- [EXERCISE INPUT]

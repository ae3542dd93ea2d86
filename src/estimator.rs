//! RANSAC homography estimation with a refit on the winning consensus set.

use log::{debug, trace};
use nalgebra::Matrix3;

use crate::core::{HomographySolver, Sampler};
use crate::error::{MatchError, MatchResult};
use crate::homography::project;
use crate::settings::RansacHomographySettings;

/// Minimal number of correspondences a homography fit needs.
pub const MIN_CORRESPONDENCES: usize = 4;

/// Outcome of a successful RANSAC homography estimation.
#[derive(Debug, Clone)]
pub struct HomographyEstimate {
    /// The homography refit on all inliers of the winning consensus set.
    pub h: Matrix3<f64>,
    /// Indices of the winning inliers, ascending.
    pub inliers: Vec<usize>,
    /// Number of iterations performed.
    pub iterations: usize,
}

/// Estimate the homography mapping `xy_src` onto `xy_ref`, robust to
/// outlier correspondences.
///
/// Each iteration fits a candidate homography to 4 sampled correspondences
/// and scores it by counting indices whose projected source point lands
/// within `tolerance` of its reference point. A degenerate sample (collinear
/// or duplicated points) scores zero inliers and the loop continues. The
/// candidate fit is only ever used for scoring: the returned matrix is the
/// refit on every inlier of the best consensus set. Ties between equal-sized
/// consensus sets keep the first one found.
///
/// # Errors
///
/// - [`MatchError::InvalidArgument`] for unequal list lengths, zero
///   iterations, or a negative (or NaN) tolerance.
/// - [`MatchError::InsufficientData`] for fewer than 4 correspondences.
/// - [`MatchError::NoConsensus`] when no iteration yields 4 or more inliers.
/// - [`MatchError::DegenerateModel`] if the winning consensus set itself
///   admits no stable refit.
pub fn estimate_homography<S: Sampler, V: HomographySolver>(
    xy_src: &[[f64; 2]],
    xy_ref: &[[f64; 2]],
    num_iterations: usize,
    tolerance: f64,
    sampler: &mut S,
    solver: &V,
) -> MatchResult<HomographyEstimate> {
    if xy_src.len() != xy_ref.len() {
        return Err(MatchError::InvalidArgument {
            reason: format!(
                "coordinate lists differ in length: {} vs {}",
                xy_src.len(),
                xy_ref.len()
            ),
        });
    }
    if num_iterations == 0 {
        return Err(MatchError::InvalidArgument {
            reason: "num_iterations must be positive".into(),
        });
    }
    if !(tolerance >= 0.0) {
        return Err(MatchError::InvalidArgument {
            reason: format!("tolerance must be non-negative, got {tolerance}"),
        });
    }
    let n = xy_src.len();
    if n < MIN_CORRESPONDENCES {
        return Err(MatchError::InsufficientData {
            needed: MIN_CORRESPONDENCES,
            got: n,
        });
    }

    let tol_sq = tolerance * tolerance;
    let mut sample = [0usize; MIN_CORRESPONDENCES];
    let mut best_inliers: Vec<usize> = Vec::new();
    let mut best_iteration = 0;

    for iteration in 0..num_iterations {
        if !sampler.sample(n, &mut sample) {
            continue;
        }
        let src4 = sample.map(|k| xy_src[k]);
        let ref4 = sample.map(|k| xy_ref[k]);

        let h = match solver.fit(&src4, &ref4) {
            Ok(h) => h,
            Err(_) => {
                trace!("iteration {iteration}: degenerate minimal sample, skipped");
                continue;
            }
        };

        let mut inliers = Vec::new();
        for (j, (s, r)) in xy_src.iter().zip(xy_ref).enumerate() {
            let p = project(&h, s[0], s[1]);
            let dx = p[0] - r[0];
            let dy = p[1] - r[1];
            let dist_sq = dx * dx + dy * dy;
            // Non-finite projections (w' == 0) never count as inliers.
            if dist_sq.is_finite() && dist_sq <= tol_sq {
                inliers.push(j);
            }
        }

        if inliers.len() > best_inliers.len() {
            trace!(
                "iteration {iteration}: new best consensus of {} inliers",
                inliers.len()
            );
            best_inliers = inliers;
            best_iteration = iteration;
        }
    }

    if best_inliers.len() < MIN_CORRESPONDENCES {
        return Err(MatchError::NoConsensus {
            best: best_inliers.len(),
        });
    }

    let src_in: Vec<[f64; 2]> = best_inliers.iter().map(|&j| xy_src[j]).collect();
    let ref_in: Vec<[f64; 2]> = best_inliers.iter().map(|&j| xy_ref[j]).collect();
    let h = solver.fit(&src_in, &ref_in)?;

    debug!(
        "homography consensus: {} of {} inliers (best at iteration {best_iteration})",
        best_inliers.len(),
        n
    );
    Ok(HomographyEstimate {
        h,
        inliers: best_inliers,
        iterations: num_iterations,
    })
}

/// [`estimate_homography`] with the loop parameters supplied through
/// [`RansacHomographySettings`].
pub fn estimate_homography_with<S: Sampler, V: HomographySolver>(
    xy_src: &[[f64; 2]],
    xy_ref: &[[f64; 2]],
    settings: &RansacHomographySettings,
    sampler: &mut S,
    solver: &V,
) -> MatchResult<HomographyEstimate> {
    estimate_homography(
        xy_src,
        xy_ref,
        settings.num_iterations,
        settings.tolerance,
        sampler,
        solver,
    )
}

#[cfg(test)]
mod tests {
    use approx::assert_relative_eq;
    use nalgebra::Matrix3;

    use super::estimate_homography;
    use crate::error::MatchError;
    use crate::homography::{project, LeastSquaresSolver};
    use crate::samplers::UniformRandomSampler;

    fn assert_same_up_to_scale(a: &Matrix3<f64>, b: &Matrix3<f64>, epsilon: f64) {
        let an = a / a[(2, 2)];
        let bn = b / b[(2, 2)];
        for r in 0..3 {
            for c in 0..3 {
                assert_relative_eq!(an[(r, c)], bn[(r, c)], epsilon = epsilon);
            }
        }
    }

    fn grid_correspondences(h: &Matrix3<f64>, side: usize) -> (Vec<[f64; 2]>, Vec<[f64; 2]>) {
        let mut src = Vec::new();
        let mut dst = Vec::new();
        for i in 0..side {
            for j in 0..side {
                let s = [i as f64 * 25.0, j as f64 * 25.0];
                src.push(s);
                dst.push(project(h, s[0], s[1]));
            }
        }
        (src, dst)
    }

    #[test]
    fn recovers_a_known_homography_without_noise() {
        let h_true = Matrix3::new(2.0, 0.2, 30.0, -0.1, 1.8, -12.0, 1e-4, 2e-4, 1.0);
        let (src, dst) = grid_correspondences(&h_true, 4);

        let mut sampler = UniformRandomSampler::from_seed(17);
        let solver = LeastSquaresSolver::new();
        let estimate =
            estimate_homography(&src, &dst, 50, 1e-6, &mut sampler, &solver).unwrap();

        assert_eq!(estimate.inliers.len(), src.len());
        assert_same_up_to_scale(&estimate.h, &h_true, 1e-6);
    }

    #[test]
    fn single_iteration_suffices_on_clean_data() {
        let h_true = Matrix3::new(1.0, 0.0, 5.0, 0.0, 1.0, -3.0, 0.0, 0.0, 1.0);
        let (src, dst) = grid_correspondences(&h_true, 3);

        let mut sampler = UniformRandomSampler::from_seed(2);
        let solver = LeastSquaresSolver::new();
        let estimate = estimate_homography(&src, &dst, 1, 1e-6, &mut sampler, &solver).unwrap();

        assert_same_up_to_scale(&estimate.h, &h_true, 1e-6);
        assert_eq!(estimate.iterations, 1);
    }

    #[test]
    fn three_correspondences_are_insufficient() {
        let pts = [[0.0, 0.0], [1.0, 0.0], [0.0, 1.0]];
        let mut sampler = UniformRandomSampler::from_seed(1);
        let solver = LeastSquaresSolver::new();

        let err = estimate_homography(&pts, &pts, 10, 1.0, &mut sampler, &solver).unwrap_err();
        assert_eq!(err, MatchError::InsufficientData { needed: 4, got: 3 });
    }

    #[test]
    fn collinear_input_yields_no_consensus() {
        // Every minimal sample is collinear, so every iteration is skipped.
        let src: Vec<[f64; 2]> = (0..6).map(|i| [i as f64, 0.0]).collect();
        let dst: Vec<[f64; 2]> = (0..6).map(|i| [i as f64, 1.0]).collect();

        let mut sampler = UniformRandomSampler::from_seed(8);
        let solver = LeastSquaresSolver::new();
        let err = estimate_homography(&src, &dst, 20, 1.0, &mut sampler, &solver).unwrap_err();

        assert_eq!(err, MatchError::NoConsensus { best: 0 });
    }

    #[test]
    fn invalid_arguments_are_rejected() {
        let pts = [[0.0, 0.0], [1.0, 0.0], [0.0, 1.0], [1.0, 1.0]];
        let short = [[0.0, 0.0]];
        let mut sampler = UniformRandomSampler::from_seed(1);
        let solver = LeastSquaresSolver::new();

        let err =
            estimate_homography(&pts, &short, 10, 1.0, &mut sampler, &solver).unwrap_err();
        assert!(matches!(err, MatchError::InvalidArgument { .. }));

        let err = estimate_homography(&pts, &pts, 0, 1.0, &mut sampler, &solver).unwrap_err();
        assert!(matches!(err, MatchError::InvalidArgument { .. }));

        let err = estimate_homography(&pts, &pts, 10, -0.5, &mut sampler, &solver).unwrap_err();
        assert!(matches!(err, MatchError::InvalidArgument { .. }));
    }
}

- [PROBLEM]
Copy every line of the data above, beginning with the first and ending with the line that contains "pub const MIN_CORRESPONDENCES: usize = 4;", and give nothing more.

- [ANSWER SPACE]
repository ae3542dd93ea2d86
filename src/estimator.rs
//! RANSAC homography estimation with a refit on the winning consensus set.

use log::{debug, trace};
use nalgebra::Matrix3;

use crate::core::{HomographySolver, Sampler};
use crate::error::{MatchError, MatchResult};
use crate::homography::project;
use crate::settings::RansacHomographySettings;

/// Minimal number of correspondences a homography fit needs.
pub const MIN_CORRESPONDENCES: usize = 4;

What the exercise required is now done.